As a guest, the little wench, let’s call her Bridget, is loud. Before I was a celebrant, she wasn’t just sitting quietly taking notes in the background, I fed her champagne and shots and encouraged her barefoot proclamations of ‘when I get married…’ With every invitation, RSVP and new dress I bought for a wedding I fed her ego with abandon. I wanted Bridget not to write notes, but fill blackboards with information so that my future wedding could be perfect. My guests would proclaim that my wedding would be the best they’ve ever attended.

I still haven’t had the joy (pain) of planning my own wedding but now that I’m a celebrant I’ve had the joy of attending more weddings than I’ve ever dreamed of. While Bridget never truly dies, as a celebrant I’ve managed to teach her a few things. Bridget now has the maturity, experience and exposure of so many weddings that she’s got some new rules when attending weddings and I think she has learned a valuable lesson.

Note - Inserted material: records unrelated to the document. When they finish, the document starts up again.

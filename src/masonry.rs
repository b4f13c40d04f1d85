//! Deterministic masonry tile heights.
//!
//! Varying tile heights give the grid its "masonry" look. Heights are derived
//! from a SHA-256 of the configured seed and the item id, so the same catalog
//! always lays out the same way and tests can pin exact values. Changing the
//! seed reshuffles every height.

use crate::types::ItemId;
use sha2::{Digest, Sha256};

#[derive(Debug, Clone, Copy, PartialEq, Eq)]
pub struct TileHeights {
    seed: u64,
    min: u32,
    max: u32,
}

impl TileHeights {
    /// Bounds are inclusive; swapped bounds are put back in order.
    pub fn new(seed: u64, min: u32, max: u32) -> Self {
        Self {
            seed,
            min: min.min(max),
            max: min.max(max),
        }
    }

    /// Height in pixels for `id`, within `[min, max]`.
    pub fn height(&self, id: &ItemId) -> u32 {
        let mut hasher = Sha256::new();
        hasher.update(b"masonry\0");
        hasher.update(self.seed.to_le_bytes());
        hasher.update(id.as_str().as_bytes());
        let digest = hasher.finalize();

        let mut word = [0u8; 8];
        word.copy_from_slice(&digest[..8]);
        let span = u64::from(self.max - self.min) + 1;
        self.min + (u64::from_le_bytes(word) % span) as u32
    }
}
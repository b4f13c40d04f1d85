//! # Gallery View
//!
//! A headless core for filterable media galleries: a catalog of titled
//! sections, live search and category filtering, a lightbox with autoplay,
//! and scroll-driven reveal animations. The host (a web page, a desktop
//! shell, a test) owns the pixels; this crate owns the state.
//!
//! # Architecture: State In, Events Out
//!
//! ```text
//! manifest ──► Catalog ──► filter(query) ──► FilteredResult ──► render_view()
//!                                │                  │
//!                                │       activate   ▼
//!                                │          LightboxController ◄── TimerQueue
//!                                ▼
//!                        RevealSequencer ◄── ObserverHost (scroll, layout)
//! ```
//!
//! [`view::GalleryView`] is the composition root. The host feeds it events
//! (text input, category choice, keys, swipes, clock ticks, scroll
//! positions, image load results) and reads back phase, results, lightbox
//! state and reveal events. Nothing here blocks, spawns, or reads a clock.
//!
//! # Module Map
//!
//! | Module | Role |
//! |--------|------|
//! | [`types`] | `ItemId`, `MediaItem`, `Section`: the shared data model |
//! | [`catalog`] | Manifest loading (JSON/TOML), validation, lookup |
//! | [`filter`] | Pure text + category filtering over the catalog |
//! | [`lightbox`] | Fullscreen viewer state machine: navigation, autoplay, keys, swipes |
//! | [`reveal`] | Scroll-triggered entry animations with one-shot, toggle and scrub policies |
//! | [`timer`] | Cancellable repeating timers driven by a host-supplied clock |
//! | [`loader`] | Image load status tracking and a filesystem probe |
//! | [`masonry`] | Deterministic per-item tile heights |
//! | [`view`] | Composition root: owns query, lightbox, timers and reveal state |
//! | [`render`] | Maud markup for a view |
//! | [`feedback`] | Feedback form state around an opaque send service |
//! | [`config`] | `gallery.toml` loading, merging and validation |
//! | [`output`] | CLI output formatting |
//!
//! # Design Decisions
//!
//! ## Host-Supplied Time
//!
//! Autoplay and scroll throttling need a clock. Instead of threads or an
//! async runtime, every time-dependent call takes `now: Duration` from the
//! host. Tests advance time by passing bigger numbers; a browser host passes
//! `performance.now()`. Cancelled timers leave the [`timer::TimerQueue`]
//! immediately, so "nothing fires after close" is checkable with `pending()`.
//!
//! ## Lightbox Snapshots
//!
//! Opening the lightbox copies the item's filtered section into an
//! `Rc<[MediaItem]>`. Typing in the search box afterwards does not move or
//! shrink the open lightbox; only a catalog replacement prunes it.
//!
//! ## Observers Behind a Trait
//!
//! [`reveal::ObserverHost`] abstracts intersection observers, scroll
//! listeners and layout measurement. The sequencer registers each element
//! once, coalesces scroll bursts, and releases every observer on teardown
//! or drop. Headless use plugs in [`reveal::DetachedHost`].
//!
//! ## Maud Over Template Engines
//!
//! Markup is produced with [Maud](https://maud.lambda.xyz/): malformed HTML is
//! a build error, interpolation is escaped by default, and there are no
//! template files to ship.
//!
//! ## Deterministic Masonry
//!
//! Tile heights come from a SHA-256 of `(seed, item id)`, so a layout is
//! reproducible across renders and machines without storing heights.

pub mod catalog;
pub mod config;
pub mod feedback;
pub mod filter;
pub mod lightbox;
pub mod loader;
pub mod masonry;
pub mod output;
pub mod render;
pub mod reveal;
pub mod timer;
pub mod types;
pub mod view;

#[cfg(test)]
pub(crate) mod test_helpers;
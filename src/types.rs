//! Shared data shapes for the gallery.
//!
//! These types are deserialized from catalog manifests and flow unchanged
//! through filtering, the lightbox and rendering. They are immutable once the
//! catalog is built: every transformation produces new values.

use serde::{Deserialize, Serialize};
use std::fmt;

/// Unique identity of a media item within a catalog.
#[derive(Debug, Clone, PartialEq, Eq, Hash, PartialOrd, Ord, Serialize, Deserialize)]
#[serde(transparent)]
pub struct ItemId(String);

impl ItemId {
    pub fn new(id: impl Into<String>) -> Self {
        Self(id.into())
    }

    pub fn as_str(&self) -> &str {
        &self.0
    }
}

impl fmt::Display for ItemId {
    fn fmt(&self, f: &mut fmt::Formatter<'_>) -> fmt::Result {
        f.write_str(&self.0)
    }
}

impl From<&str> for ItemId {
    fn from(id: &str) -> Self {
        Self::new(id)
    }
}

/// A single image plus its descriptive metadata.
///
/// Optional fields are genuinely optional: some items carry a date or a
/// photographer, others carry nothing but a URL. Only `category` takes part
/// in filtering decisions beyond free-text search.
#[derive(Debug, Clone, PartialEq, Serialize, Deserialize)]
#[serde(deny_unknown_fields)]
pub struct MediaItem {
    pub id: ItemId,
    pub source_url: String,
    /// Label of the owning section. Filled from the section title when a
    /// manifest leaves it out.
    #[serde(default, skip_serializing_if = "String::is_empty")]
    pub section_label: String,
    #[serde(default, skip_serializing_if = "Option::is_none")]
    pub caption: Option<String>,
    #[serde(default, skip_serializing_if = "Option::is_none")]
    pub category: Option<String>,
    #[serde(default, skip_serializing_if = "Option::is_none")]
    pub date_label: Option<String>,
    #[serde(default, skip_serializing_if = "Option::is_none")]
    pub photographer: Option<String>,
}

impl MediaItem {
    pub fn new(id: impl Into<String>, source_url: impl Into<String>) -> Self {
        Self {
            id: ItemId::new(id),
            source_url: source_url.into(),
            section_label: String::new(),
            caption: None,
            category: None,
            date_label: None,
            photographer: None,
        }
    }

    /// Text shown as the image's accessible description.
    pub fn alt_text(&self) -> String {
        match &self.caption {
            Some(caption) if !caption.is_empty() => caption.clone(),
            _ => format!("{} image {}", self.section_label, self.id),
        }
    }
}

/// A named, ordered group of media items (one event, one year, one project).
#[derive(Debug, Clone, PartialEq, Serialize, Deserialize)]
#[serde(deny_unknown_fields)]
pub struct Section {
    pub title: String,
    #[serde(default)]
    pub items: Vec<MediaItem>,
}

impl Section {
    pub fn new(title: impl Into<String>, items: Vec<MediaItem>) -> Self {
        Self {
            title: title.into(),
            items,
        }
    }

    /// Position of an item within this section's display order.
    pub fn position_of(&self, id: &ItemId) -> Option<usize> {
        self.items.iter().position(|item| &item.id == id)
    }
}
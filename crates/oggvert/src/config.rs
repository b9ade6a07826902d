use core::error::Error;
use core::fmt;

use std::path::PathBuf;

use crate::level::LogLevel;

/// Reasons a configuration is rejected before anything is converted.
#[derive(Debug, Clone, PartialEq, Eq)]
pub enum ValidationError {
    /// No input directory was given.
    EmptyInput,
    /// The input directory does not exist.
    MissingInput(PathBuf),
    /// The output directory does not exist.
    MissingOutput(PathBuf),
}

impl fmt::Display for ValidationError {
    #[inline]
    fn fmt(&self, f: &mut fmt::Formatter<'_>) -> fmt::Result {
        match self {
            Self::EmptyInput => write!(f, "input directory empty, check -i"),
            Self::MissingInput(path) => {
                write!(f, "directory does not exist, check -i: {}", path.display())
            }
            Self::MissingOutput(path) => {
                write!(f, "directory does not exist, check -o: {}", path.display())
            }
        }
    }
}

impl Error for ValidationError {}

/// Configuration for a conversion run.
#[derive(Debug, Clone)]
pub(crate) struct Config {
    /// Directory to search for source files.
    pub(crate) input_dir: PathBuf,
    /// Directory to write converted files to, empty means next to the
    /// source file.
    pub(crate) output_dir: PathBuf,
    pub(crate) recursive: bool,
    pub(crate) log_level: LogLevel,
    /// The transcoder to invoke.
    pub(crate) ffmpeg: PathBuf,
}

impl Config {
    /// Check preconditions, stopping at the first failure.
    pub(crate) fn validate(&self) -> Result<(), ValidationError> {
        if self.input_dir.as_os_str().is_empty() {
            return Err(ValidationError::EmptyInput);
        }

        if !self.input_dir.exists() {
            return Err(ValidationError::MissingInput(self.input_dir.clone()));
        }

        if self.output_dir.as_os_str().is_empty() {
            return Ok(());
        }

        if !self.output_dir.exists() {
            return Err(ValidationError::MissingOutput(self.output_dir.clone()));
        }

        Ok(())
    }
}
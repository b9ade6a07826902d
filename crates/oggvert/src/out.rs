use core::cell::Cell;
use core::fmt;

use std::io;

use termcolor::ColorSpec;
use termcolor::WriteColor;

use crate::level::{LogLevel, Severity};

macro_rules! __log {
    ($log:ident, $o:ident $(, $($tt:tt)*)?) => {
        $( $o.$log(format_args!($($tt)*))?; )*
    };
}

pub(crate) use __log;

macro_rules! __blank { ($($tt:tt)*) => { $crate::out::__log!(blank, $($tt)*) }; }
macro_rules! __debug { ($($tt:tt)*) => { $crate::out::__log!(debug, $($tt)*) }; }
macro_rules! __info { ($($tt:tt)*) => { $crate::out::__log!(info, $($tt)*) }; }
macro_rules! __warn { ($($tt:tt)*) => { $crate::out::__log!(warn, $($tt)*) }; }
macro_rules! __error { ($($tt:tt)*) => { $crate::out::__log!(error, $($tt)*) }; }

pub(crate) use __blank as blank;
pub(crate) use __debug as debug;
pub(crate) use __error as error;
pub(crate) use __info as info;
pub(crate) use __warn as warn;

pub(crate) struct Colors {
    debug: ColorSpec,
    info: ColorSpec,
    warn: ColorSpec,
    error: ColorSpec,
}

impl Colors {
    pub(crate) fn new() -> Self {
        let mut debug = ColorSpec::new();
        debug.set_fg(Some(termcolor::Color::Blue)).set_bold(true);

        let mut info = ColorSpec::new();
        info.set_fg(Some(termcolor::Color::Green)).set_bold(true);

        let mut warn = ColorSpec::new();
        warn.set_fg(Some(termcolor::Color::Yellow)).set_bold(true);

        let mut error = ColorSpec::new();
        error.set_fg(Some(termcolor::Color::Red)).set_bold(true);

        Colors {
            debug,
            info,
            warn,
            error,
        }
    }

    fn get(&self, severity: Severity) -> &ColorSpec {
        match severity {
            Severity::Debug => &self.debug,
            Severity::Info => &self.info,
            Severity::Warn => &self.warn,
            Severity::Error => &self.error,
        }
    }
}

/// Leveled output handle.
///
/// Constructed once per run and handed down by reference to whatever needs
/// to report something.
pub(crate) struct Out<'a> {
    change: isize,
    level: LogLevel,
    indent: &'a Cell<usize>,
    c: &'a Colors,
    o: &'a mut dyn WriteColor,
}

impl Out<'_> {
    pub(crate) fn new<'a>(
        level: LogLevel,
        indent: &'a Cell<usize>,
        c: &'a Colors,
        o: &'a mut dyn WriteColor,
    ) -> Out<'a> {
        Out {
            change: 0,
            level,
            indent,
            c,
            o,
        }
    }
}

impl<'a> Out<'a> {
    pub(crate) fn indent(&mut self, change: isize) -> Out<'_> {
        let indent = self.indent.get().saturating_add_signed(change);
        self.indent.set(indent);

        Out {
            change,
            level: self.level,
            indent: self.indent,
            c: self.c,
            o: self.o,
        }
    }

    /// Write a line regardless of the configured level.
    pub(crate) fn blank(&mut self, m: impl fmt::Display) -> io::Result<()> {
        self.prefix()?;
        writeln!(self.o, "{m}")?;
        self.o.flush()?;
        Ok(())
    }

    pub(crate) fn debug(&mut self, m: impl fmt::Display) -> io::Result<()> {
        self.leveled(Severity::Debug, m)
    }

    pub(crate) fn info(&mut self, m: impl fmt::Display) -> io::Result<()> {
        self.leveled(Severity::Info, m)
    }

    pub(crate) fn warn(&mut self, m: impl fmt::Display) -> io::Result<()> {
        self.leveled(Severity::Warn, m)
    }

    pub(crate) fn error(&mut self, m: impl fmt::Display) -> io::Result<()> {
        self.leveled(Severity::Error, m)
    }

    fn prefix(&mut self) -> io::Result<()> {
        let n = self.indent.get();

        for _ in 0..n {
            self.o.write_all(b"  ")?;
        }

        Ok(())
    }

    fn leveled(&mut self, severity: Severity, m: impl fmt::Display) -> io::Result<()> {
        if !self.level.admits(severity) {
            return Ok(());
        }

        self.prefix()?;
        self.o.set_color(self.c.get(severity))?;
        write!(self.o, "{}:", severity.label())?;
        self.o.reset()?;
        writeln!(self.o, " {m}")?;
        self.o.flush()?;
        Ok(())
    }
}

impl Drop for Out<'_> {
    #[inline]
    fn drop(&mut self) {
        let indent = self.indent.get().saturating_sub_signed(self.change);
        self.indent.set(indent);
    }
}
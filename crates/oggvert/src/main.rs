//! A tool to batch convert ogg files to mp3.
//!
//! See the `oggvert` library documentation for more information.

use std::process::ExitCode;

use anyhow::Result;

fn main() -> Result<ExitCode> {
    let opts = match oggvert::cli::parse(std::env::args_os()) {
        Ok(opts) => opts,
        Err(e) => e.exit(),
    };

    oggvert::cli::entry(&opts)
}
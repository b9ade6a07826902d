/// Verbosity of the output.
///
/// Ordered from least to most verbose, with [`LogLevel::Unknown`] silencing
/// every severity.
#[derive(Clone, Copy, Debug, Default, PartialEq, Eq)]
pub enum LogLevel {
    #[default]
    Error,
    Warn,
    Info,
    Debug,
    Unknown,
}

impl LogLevel {
    /// Translate a numerical log level code.
    ///
    /// `0` through `3` map to error, warn, info and debug. Anything else is
    /// [`LogLevel::Unknown`].
    pub fn from_code(code: i64) -> Self {
        match code {
            0 => LogLevel::Error,
            1 => LogLevel::Warn,
            2 => LogLevel::Info,
            3 => LogLevel::Debug,
            _ => LogLevel::Unknown,
        }
    }

    /// Translate a textual argument, as passed to `-l`.
    pub(crate) fn from_arg(arg: &str) -> Self {
        match arg.trim().parse::<i64>() {
            Ok(code) => Self::from_code(code),
            Err(..) => LogLevel::Unknown,
        }
    }

    /// Test if a message of the given severity should be shown.
    pub(crate) fn admits(&self, severity: Severity) -> bool {
        let threshold = match self {
            LogLevel::Error => 0,
            LogLevel::Warn => 1,
            LogLevel::Info => 2,
            LogLevel::Debug => 3,
            LogLevel::Unknown => return false,
        };

        severity.rank() <= threshold
    }
}

/// Severity of a single message.
#[derive(Clone, Copy, Debug, PartialEq, Eq)]
pub(crate) enum Severity {
    Error,
    Warn,
    Info,
    Debug,
}

impl Severity {
    #[inline]
    fn rank(self) -> u8 {
        match self {
            Severity::Error => 0,
            Severity::Warn => 1,
            Severity::Info => 2,
            Severity::Debug => 3,
        }
    }

    #[inline]
    pub(crate) fn label(self) -> &'static str {
        match self {
            Severity::Error => "error",
            Severity::Warn => "warn",
            Severity::Info => "info",
            Severity::Debug => "debug",
        }
    }
}

#[cfg(test)]
mod tests {
    use super::{LogLevel, Severity};

    #[test]
    fn translate_known_codes() {
        assert_eq!(LogLevel::from_code(0), LogLevel::Error);
        assert_eq!(LogLevel::from_code(1), LogLevel::Warn);
        assert_eq!(LogLevel::from_code(2), LogLevel::Info);
        assert_eq!(LogLevel::from_code(3), LogLevel::Debug);
    }

    #[test]
    fn translate_other_codes() {
        for code in [-1, 4, 5, 42, i64::MIN, i64::MAX] {
            assert_eq!(LogLevel::from_code(code), LogLevel::Unknown, "{code}");
        }
    }

    #[test]
    fn translate_args() {
        assert_eq!(LogLevel::from_arg("2"), LogLevel::Info);
        assert_eq!(LogLevel::from_arg(" 3 "), LogLevel::Debug);
        assert_eq!(LogLevel::from_arg("x"), LogLevel::Unknown);
        assert_eq!(LogLevel::from_arg(""), LogLevel::Unknown);
    }

    #[test]
    fn thresholds() {
        assert!(LogLevel::Error.admits(Severity::Error));
        assert!(!LogLevel::Error.admits(Severity::Warn));
        assert!(LogLevel::Info.admits(Severity::Warn));
        assert!(!LogLevel::Info.admits(Severity::Debug));
        assert!(LogLevel::Debug.admits(Severity::Debug));
        assert!(!LogLevel::Unknown.admits(Severity::Error));
    }
}
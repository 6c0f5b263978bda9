//! Structured logging
//!
//! The controller logs through `tracing`; binaries install a subscriber with
//! [`init`]. [`TracingObserver`] mirrors observer events into the same log.

use crate::observer::Observer;
use crate::types::FlightEvent;
use tracing_subscriber::EnvFilter;

/// Install a stderr fmt subscriber
///
/// `RUST_LOG` takes precedence over `default_filter`. Calling this twice is
/// harmless; the second call is ignored.
pub fn init(default_filter: &str) {
    let filter = EnvFilter::try_from_default_env()
        .unwrap_or_else(|_| EnvFilter::new(default_filter));
    let _ = tracing_subscriber::fmt()
        .with_env_filter(filter)
        .with_writer(std::io::stderr)
        .with_target(false)
        .try_init();
}

/// Observer that logs every event
#[derive(Debug, Clone, Copy, Default)]
pub struct TracingObserver;

impl Observer for TracingObserver {
    fn notify(&mut self, event: &FlightEvent) {
        match event {
            FlightEvent::Rejected { name } => {
                tracing::warn!(kind = event.kind(), %name, "Operation rejected");
            }
            FlightEvent::Failed { name, completed_at } => {
                tracing::info!(kind = event.kind(), %name, %completed_at, "Operation failed");
            }
            FlightEvent::Succeeded { name, completed_at } => {
                tracing::info!(kind = event.kind(), %name, %completed_at, "Operation succeeded");
            }
            FlightEvent::Accepted { name } | FlightEvent::Cancelled { name } => {
                tracing::info!(kind = event.kind(), %name, "Operation {}", event.kind());
            }
        }
    }
}
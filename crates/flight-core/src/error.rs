//! Error types for the single-flight controller
//!
//! The controller itself only ever produces [`Rejected`]. A simulated
//! failure is a normal [`OperationOutcome`](crate::types::OperationOutcome)
//! with `succeeded == false`, not an error.

use crate::types::Phase;
use std::path::PathBuf;

/// Umbrella error for everything the crate can report
#[derive(Debug, thiserror::Error)]
pub enum FlightError {
    /// Submit while another operation is in flight
    #[error(transparent)]
    Rejected(#[from] Rejected),

    /// Malformed operation request
    #[error("invalid request: {0}")]
    Request(#[from] RequestError),

    /// Invalid or unreadable configuration
    #[error("configuration error: {0}")]
    Config(#[from] ConfigError),

    /// Controller attempted an illegal phase change
    #[error("state machine error: {0}")]
    StateMachine(#[from] StateMachineError),
}

impl FlightError {
    /// Whether the caller can simply try again later
    #[inline]
    #[must_use]
    pub fn is_recoverable(&self) -> bool {
        match self {
            Self::Rejected(_) | Self::Request(_) => true,
            Self::Config(_) | Self::StateMachine(_) => false,
        }
    }
}

/// A submit arrived while the controller was busy
///
/// Synchronous and never retried; the request is dropped, not enqueued.
#[derive(Debug, Clone, PartialEq, Eq, thiserror::Error)]
#[error("operation `{name}` rejected: `{in_flight}` is still in flight")]
pub struct Rejected {
    /// Name of the rejected request
    pub name: String,
    /// Name of the operation currently holding the controller
    pub in_flight: String,
}

/// Operation request validation errors
#[derive(Debug, Clone, PartialEq, Eq, thiserror::Error)]
pub enum RequestError {
    /// Name is empty or only whitespace
    #[error("operation name must not be empty")]
    EmptyName,
}

/// Configuration errors
#[derive(Debug, thiserror::Error)]
pub enum ConfigError {
    /// Lower delay bound above the upper bound
    #[error("invalid delay range: min {min_ms}ms exceeds max {max_ms}ms")]
    InvalidDelayRange { min_ms: u64, max_ms: u64 },

    /// Success probability outside [0, 1] or not finite
    #[error("success probability must be within [0, 1], got {0}")]
    InvalidProbability(f64),

    /// Config file could not be read
    #[error("failed to read {path}: {source}")]
    Io {
        path: PathBuf,
        #[source]
        source: std::io::Error,
    },

    /// Config file is not valid TOML for this schema
    #[error("failed to parse configuration: {0}")]
    Parse(#[from] toml::de::Error),
}

/// State machine errors
#[derive(Debug, Clone, Copy, PartialEq, Eq, thiserror::Error)]
pub enum StateMachineError {
    /// Transition not present in the allowed matrix
    #[error("illegal transition {from:?} -> {to:?}")]
    IllegalTransition { from: Phase, to: Phase },
}
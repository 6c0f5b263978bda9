use super::{Clock, Scheduler};
use crate::types::TimerId;
use chrono::{DateTime, TimeDelta, Utc};
use std::collections::BTreeSet;
use std::time::Duration;

/// Deterministic virtual time: timers fire only when time is advanced
///
/// Timers are ordered by `(deadline, id)`, so timers sharing a deadline
/// fire in scheduling order.
#[derive(Debug, Clone)]
pub struct VirtualScheduler {
    origin: DateTime<Utc>,
    elapsed: Duration,
    next_id: u64,
    timers: BTreeSet<(Duration, TimerId)>,
}

impl VirtualScheduler {
    /// Virtual clock starting at the Unix epoch
    #[must_use]
    pub fn new() -> Self {
        Self::starting_at(DateTime::<Utc>::UNIX_EPOCH)
    }

    /// Virtual clock starting at `origin`
    #[must_use]
    pub fn starting_at(origin: DateTime<Utc>) -> Self {
        Self {
            origin,
            elapsed: Duration::ZERO,
            next_id: 0,
            timers: BTreeSet::new(),
        }
    }

    /// Time elapsed since the origin
    #[inline]
    #[must_use]
    pub fn elapsed(&self) -> Duration {
        self.elapsed
    }

    /// Move virtual time forward; does not fire anything by itself
    pub fn advance(&mut self, by: Duration) {
        self.elapsed = self.elapsed.saturating_add(by);
    }

    /// Move virtual time to `at` if it lies in the future
    pub fn advance_to(&mut self, at: Duration) {
        self.elapsed = self.elapsed.max(at);
    }

    /// Earliest armed deadline, as elapsed time since the origin
    #[must_use]
    pub fn next_deadline(&self) -> Option<Duration> {
        self.timers.first().map(|(deadline, _)| *deadline)
    }

    /// Deadline of a specific armed timer
    #[must_use]
    pub fn deadline_of(&self, timer: TimerId) -> Option<Duration> {
        self.timers
            .iter()
            .find(|(_, id)| *id == timer)
            .map(|(deadline, _)| *deadline)
    }
}

impl Default for VirtualScheduler {
    fn default() -> Self {
        Self::new()
    }
}

impl Clock for VirtualScheduler {
    fn now(&self) -> DateTime<Utc> {
        let millis = i64::try_from(self.elapsed.as_millis()).unwrap_or(i64::MAX);
        TimeDelta::try_milliseconds(millis)
            .and_then(|delta| self.origin.checked_add_signed(delta))
            .unwrap_or(DateTime::<Utc>::MAX_UTC)
    }
}

impl Scheduler for VirtualScheduler {
    fn schedule(&mut self, delay: Duration) -> TimerId {
        let id = TimerId(self.next_id);
        self.next_id += 1;
        self.timers.insert((self.elapsed.saturating_add(delay), id));
        id
    }

    fn cancel(&mut self, timer: TimerId) -> bool {
        match self.deadline_of(timer) {
            Some(deadline) => self.timers.remove(&(deadline, timer)),
            None => false,
        }
    }

    fn is_pending(&self, timer: TimerId) -> bool {
        self.timers.iter().any(|(_, id)| *id == timer)
    }

    fn expired(&mut self) -> Vec<TimerId> {
        let mut due = Vec::new();
        while let Some(&(deadline, id)) = self.timers.first() {
            if deadline > self.elapsed {
                break;
            }
            self.timers.pop_first();
            due.push(id);
        }
        due
    }

    fn pending(&self) -> usize {
        self.timers.len()
    }
}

Bridget has learned that when a bride is happy, the rest of her wedding decor choices are irrelevant to her, and any other guest in attendance. A wedding is the reflection of the bride and groom. It’s a personal choice of style that shows the personality of the bride and groom and reflects the life they have built and the beginning of the life they will have together.

It’s not the bride’s problem that Bridget doesn’t like pewter. Nobody getting married should ever give a second thought to what Bridget likes. When Bridget attends a wedding now her only job is to watch the faces of the bride and groom and their nearest and dearest and take extensive notes on all of the things that bring giant, teethy smiles to these people who are getting married and are in love with love.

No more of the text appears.